Each line of the entries below that holds "table" is needed, copied in full.

Record set below:

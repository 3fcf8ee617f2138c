/// Accent used when a colour hint is missing or unknown.
pub const DEFAULT_ACCENT: u32 = 0x64ffda;

pub struct ColorToken {
    pub token: &'static str,
    pub rgb: u32,
}

/// Semantic colour tokens used by moodboard entries.
pub const COLOR_TOKENS: &[ColorToken] = &[
    ColorToken {
        token: "bg-blue-100 dark:bg-blue-900/30",
        rgb: 0x3b82f6,
    },
    ColorToken {
        token: "bg-purple-100 dark:bg-purple-900/30",
        rgb: 0x8b5cf6,
    },
    ColorToken {
        token: "bg-green-100 dark:bg-green-900/30",
        rgb: 0x10b981,
    },
    ColorToken {
        token: "bg-yellow-100 dark:bg-yellow-900/30",
        rgb: 0xf59e0b,
    },
    ColorToken {
        token: "bg-pink-100 dark:bg-pink-900/30",
        rgb: 0xec4899,
    },
    ColorToken {
        token: "bg-indigo-100 dark:bg-indigo-900/30",
        rgb: 0x6366f1,
    },
    ColorToken {
        token: "bg-teal-100 dark:bg-teal-900/30",
        rgb: 0x14b8a6,
    },
    ColorToken {
        token: "bg-orange-100 dark:bg-orange-900/30",
        rgb: 0xf97316,
    },
    ColorToken {
        token: "bg-red-100 dark:bg-red-900/30",
        rgb: 0xef4444,
    },
    ColorToken {
        token: "bg-gray-100 dark:bg-gray-800",
        rgb: 0x6b7280,
    },
];

/// Repository language colours.
pub const LANGUAGE_COLORS: &[ColorToken] = &[
    ColorToken {
        token: "JavaScript",
        rgb: 0xf1e05a,
    },
    ColorToken {
        token: "TypeScript",
        rgb: 0x2b7489,
    },
    ColorToken {
        token: "Python",
        rgb: 0x3572a5,
    },
    ColorToken {
        token: "Solidity",
        rgb: 0xaa6746,
    },
    ColorToken {
        token: "Go",
        rgb: 0x00add8,
    },
    ColorToken {
        token: "Rust",
        rgb: 0xdea584,
    },
    ColorToken {
        token: "Java",
        rgb: 0xb07219,
    },
    ColorToken {
        token: "C++",
        rgb: 0xf34b7d,
    },
    ColorToken {
        token: "HTML",
        rgb: 0xe34c26,
    },
    ColorToken {
        token: "CSS",
        rgb: 0x1572b6,
    },
    ColorToken {
        token: "Vue",
        rgb: 0x4fc08d,
    },
    ColorToken {
        token: "React",
        rgb: 0x61dafb,
    },
    ColorToken {
        token: "Shell",
        rgb: 0x89e051,
    },
];

pub fn lookup_color(table: &[ColorToken], token: &str) -> Option<u32> {
    table.iter().find(|c| c.token == token).map(|c| c.rgb)
}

End of Record set.

Worked solution:
pub fn lookup_color(table: &[ColorToken], token: &str) -> Option<u32> {
    table.iter().find(|c| c.token == token).map(|c| c.rgb)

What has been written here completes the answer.